The answer is the set of lines that include "gauche", copied from the data below.

··· EXTRACTED INFORMATION ···

// src/noyau/erreur.rs
//
// Erreurs du noyau (saisie + évaluation).
// - Toutes récupérées à la frontière `Moteur::evaluer` (affichage "Error").
// - SaisieIncomplete n’est jamais affichée : l’évaluation est simplement refusée.

use thiserror::Error;

#[derive(Error, Debug, Clone, Copy, PartialEq, Eq)]
pub enum ErreurCalc {
    /// Texte résiduel illisible (parenthèses non réduites, opérandes collés…).
    #[error("expression invalide")]
    ExpressionInvalide,

    /// Opérande absent ou illisible à côté d’un opérateur / marqueur de fonction.
    #[error("opérande manquant ou illisible pour {0}")]
    OperandeMalforme(&'static str),

    #[error("division par zéro")]
    DivisionParZero,

    /// Racine d’un négatif, log d’un non-positif, arc hors de [-1, 1]…
    #[error("argument hors domaine pour {0}")]
    HorsDomaine(&'static str),

    #[error("ans indisponible : aucun résultat calculé")]
    AnsIndisponible,

    /// Case non remplie, parenthèses déséquilibrées ou moitié de fraction vide.
    #[error("saisie incomplète")]
    SaisieIncomplete,

    #[error("dépassement de capacité pour {0}")]
    Depassement(&'static str),
}

pub type ResultatCalc<T> = Result<T, ErreurCalc>;
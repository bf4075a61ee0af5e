//! Noyau — évaluation (pipeline réel)
//!
//! contrôle de complétude -> littéral direct ? -> jetons -> ans substitué
//!        -> multiplication implicite -> réduction des notations -> fraction directe ?
//!        -> passe (× ÷) -> passe (+ -) -> littéral final
//!
//! Remarque : les deux passes sont strictement gauche -> droite ; il n’y a PAS d’autre
//! précédence (les groupes entre parenthèses sont déjà réduits à un littéral).

use tracing::{debug, trace};

use super::erreur::{ErreurCalc, ResultatCalc};
use super::expr::{Noeud, Op};
use super::implicite::expliciter_jetons;
use super::jetons::{commence_operande, finit_operande, texte_jetons, tokenize, Tok, ANS, BARRE, CASE, CASE_EXPOSANT};
use super::reduction::{reduire, texte_termes, Terme};
use super::registres::RegistreAns;

/// Refus silencieux : case restante, appel vide, parenthèses déséquilibrées, moitié de fraction vide.
pub fn verifier_complet(texte: &str) -> ResultatCalc<()> {
    let incomplet = texte.contains(CASE)
        || texte.contains(CASE_EXPOSANT)
        || texte.contains("()")
        || texte.matches('(').count() != texte.matches(')').count()
        || texte.match_indices(BARRE).any(|(o, _)| {
            !finit_operande(&texte[..o]) || !commence_operande(&texte[o + BARRE.len_utf8()..])
        });

    if incomplet {
        return Err(ErreurCalc::SaisieIncomplete);
    }
    Ok(())
}

/// Littéral strict : [-]chiffres[.chiffres] (pas de "inf", "1e5", "+3"…).
fn litteral_strict(s: &str) -> Option<f64> {
    let corps = s.strip_prefix('-').unwrap_or(s);
    let valide = corps.chars().any(|c| c.is_ascii_digit())
        && corps.chars().all(|c| c.is_ascii_digit() || c == '.');
    if !valide {
        return None;
    }
    s.parse().ok()
}

/// API publique : évalue le texte du tampon (fonction pure du texte + ANS).
pub fn evaluer(texte: &str, ans: &RegistreAns) -> ResultatCalc<f64> {
    verifier_complet(texte)?;

    let s = texte.trim();
    if s.is_empty() {
        return Err(ErreurCalc::ExpressionInvalide);
    }
    debug!(expression = s, "évaluation");

    // 1) Raccourcis
    if let Some(x) = litteral_strict(s) {
        return Ok(x);
    }
    if s == ANS {
        return ans.lire();
    }

    // 2) Jetons + substitution de ans
    let jetons = tokenize(s)?
        .into_iter()
        .map(|t| match t {
            Tok::Ans => ans.lire().map(Tok::Num),
            autre => Ok(autre),
        })
        .collect::<ResultatCalc<Vec<Tok>>>()?;

    // 3) Multiplication implicite
    let jetons = expliciter_jetons(jetons);
    trace!(jetons = %texte_jetons(&jetons), "jetons explicités");

    // 4) Notations spéciales
    let termes = reduire(&jetons)?;

    // 5) Arithmétique
    let x = calculer(termes)?;
    if !x.is_finite() {
        return Err(ErreurCalc::ExpressionInvalide);
    }

    debug!(resultat = x, "évaluation terminée");
    Ok(x)
}

/// Fraction directe a/b, sinon deux passes gauche -> droite.
pub fn calculer(termes: Vec<Terme>) -> ResultatCalc<f64> {
    if let [Terme::Val(n), Terme::Op(Op::Divise), Terme::Val(d)] = termes.as_slice() {
        return Noeud::fraction(Noeud::Lit(*n), Noeud::Lit(*d)).reduire();
    }

    let termes = passe(termes, Op::est_multiplicatif)?;
    trace!(termes = %texte_termes(&termes), "passe × ÷");
    let termes = passe(termes, |op| !op.est_multiplicatif())?;

    match termes.as_slice() {
        [Terme::Val(x)] => Ok(*x),
        _ => Err(ErreurCalc::ExpressionInvalide),
    }
}

/// Une passe : chaque opérateur retenu, pris le plus à gauche, combine ses deux voisins.
fn passe(termes: Vec<Terme>, retenir: impl Fn(Op) -> bool) -> ResultatCalc<Vec<Terme>> {
    let mut out: Vec<Terme> = Vec::with_capacity(termes.len());
    let mut it = termes.into_iter();

    while let Some(t) = it.next() {
        match t {
            Terme::Op(op) if retenir(op) => {
                let a = match out.pop() {
                    Some(Terme::Val(a)) => a,
                    _ => return Err(ErreurCalc::OperandeMalforme(op.symbole())),
                };
                let b = match it.next() {
                    Some(Terme::Val(b)) => b,
                    _ => return Err(ErreurCalc::OperandeMalforme(op.symbole())),
                };
                let v = Noeud::binaire(op, Noeud::Lit(a), Noeud::Lit(b)).reduire()?;
                out.push(Terme::Val(v));
            }
            autre => out.push(autre),
        }
    }

    Ok(out)
}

···

**RESPONSE**
//! Remarque : les deux passes sont strictement gauche -> droite ; il n’y a PAS d’autre
/// Fraction directe a/b, sinon deux passes gauche -> droite.
/// Une passe : chaque opérateur retenu, pris le plus à gauche, combine ses deux voisins.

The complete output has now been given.